First, while I will not argue that the standing issue did not make this easier for the Supreme Court to punt, if you look at their ruling on Affirmative Action, I believe they would have found a way to avoid the main question if they were not ready for a broad ruling.

So, the bottom line for me is that the Supreme Court did not want to rule on the merits of the broader question and, if they did, they would have found a way to do so.

Second, I disagree, as I have all along, that the governor or the government in general has any sort of duty to defend a law that they believe is unconstitutional.

Are you telling me that if California still had an antiquated miscegenation law on its books or a sodomy law prohibiting sex between same sex partners, that the government should expend resources to defend that law, just because it was put on the books by another governor and legislature at another time?

Or do you we believe we are duty bound to have defended the Japanese Internment camps had they remained in existence beyond World War II and someone sued again?

I do not believe there is any kind of ethical or moral duty to defend laws.
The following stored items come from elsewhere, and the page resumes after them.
use crate::balance::{DailyBalance, ResultSeries};
use crate::error::Result;
use std::fs::File;
use std::io::{BufWriter, Write};
use std::path::Path;

// Column width for every value
const WIDTH: usize = 10;

// Daily totals, in column order
const TOTALS: [&str; 15] = [
    "input", "intercept", "runoff", "infilt", "cap_rise", "drainage", "pet", "aet", "transp",
    "evap", "unmet_et", "storage", "d_storage", "root_depth", "rz_water",
];

fn totals(r: &DailyBalance) -> [f64; 15] {
    [
        r.gross_input,
        r.interception,
        r.runoff,
        r.infiltration,
        r.capillary_rise,
        r.drainage,
        r.potential_et,
        r.actual_et,
        r.transpiration,
        r.evaporation,
        r.unmet_et,
        r.storage,
        r.storage_change,
        r.root_depth,
        r.root_zone_water,
    ]
}

fn header(n_layers: usize) -> String {
    let mut cols = vec![format!("{:>5}", "day")];
    cols.extend(TOTALS.iter().map(|name| format!("{name:>WIDTH$}")));
    for layer in 1..=n_layers {
        for what in ["theta", "water", "transp", "evap", "perc"] {
            cols.push(format!("{:>WIDTH$}", format!("{what}_{layer}")));
        }
    }
    cols.join(",")
}

/// Write one line per simulated day, after a header line.
///
/// Day numbers start at 1. Each line carries the day's totals followed by
/// water content, water depth, transpiration, evaporation and percolation
/// for every layer, all in fixed-width columns.
pub fn write_results<W: Write>(writer: &mut W, results: &ResultSeries) -> Result<()> {
    writeln!(writer, "{}", header(results.n_layers()))?;

    for record in results.iter() {
        let mut line = format!("{:>5}", record.day + 1);
        for value in totals(record) {
            line.push_str(&format!(",{value:>WIDTH$.3}"));
        }
        for layer in 0..results.n_layers() {
            line.push_str(&format!(
                ",{:>WIDTH$.4},{:>WIDTH$.3},{:>WIDTH$.3},{:>WIDTH$.3},{:>WIDTH$.3}",
                record.theta[layer],
                record.water[layer],
                record.uptake[layer],
                record.layer_evaporation[layer],
                record.percolation[layer]
            ));
        }
        writeln!(writer, "{line}")?;
    }
    Ok(())
}

pub fn write_results_file(path: impl AsRef<Path>, results: &ResultSeries) -> Result<()> {
    let mut writer = BufWriter::new(File::create(path)?);
    write_results(&mut writer, results)?;
    writer.flush()?;
    Ok(())
}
And if Mr. Scheer is suggesting that Mr. Brown give a half-hearted defense, then this does no one any favors.  Let us switch hats and suppose that there is a law that we support in the future, and the governor disagrees – do we want the governor obligated to give a half-hearted defense?

I certainly don’t.

There is a better alternative and it also answers the question about the obligation of the government to defend citizen initiatives.  I think Justice Anthony Kennedy gets this point right when he argues, “In the end, what the Court fails to grasp or accept is the basic premise of the initiative process. And it is this. The essence of democracy is that the right to make law rests in the people and flows to the government, not the other way around. Freedom resides first in the people without need of a grant from government.”

I think he’s arguing that the point of the initiative process in part is to allow the people to sidestep the legislature to pass laws. By requiring that the state and the state alone has standing to defend such laws undermines the original purpose of the initiative process.

In short, not only do I believe that Governor Brown has no obligation to spend state resources to defend what he believes to be unconstitutional mandates by the voters, it actually serves to undermine the system of initiatives and referendum to force the people to rely on the same entities that failed to serve their needs in the first place.

And so, while I am not fan of citizen initiatives, I do believe as long as they remain on the books in their current form, the backers of the initiative have a direct stake in defending the outcome.

Further, I believe that while well-intentioned and probably duly frustrated with the lack of total victory, Mr. Scheer, whose work again I greatly respect, is wrong in suggesting that Governor Brown “should have held his nose and presented a half-hearted defense of Prop. 8.”

The error here is in the Court, for failing to note what Justice Kennedy did with regard to citizen initiatives.

However, the Court did deliver a fairly substantial victory to the cause of same sex marriage.

In the course of arguing against standing, they found that one of the chief tenants of the anti-same sex marriage proponents was flawed, and that is the notion that by allowing same sex couples to marry, it denigrates or harms the institution of marriage.

In their ruling the Court writes, “The litigant must seek a remedy for a personal and tangible harm.”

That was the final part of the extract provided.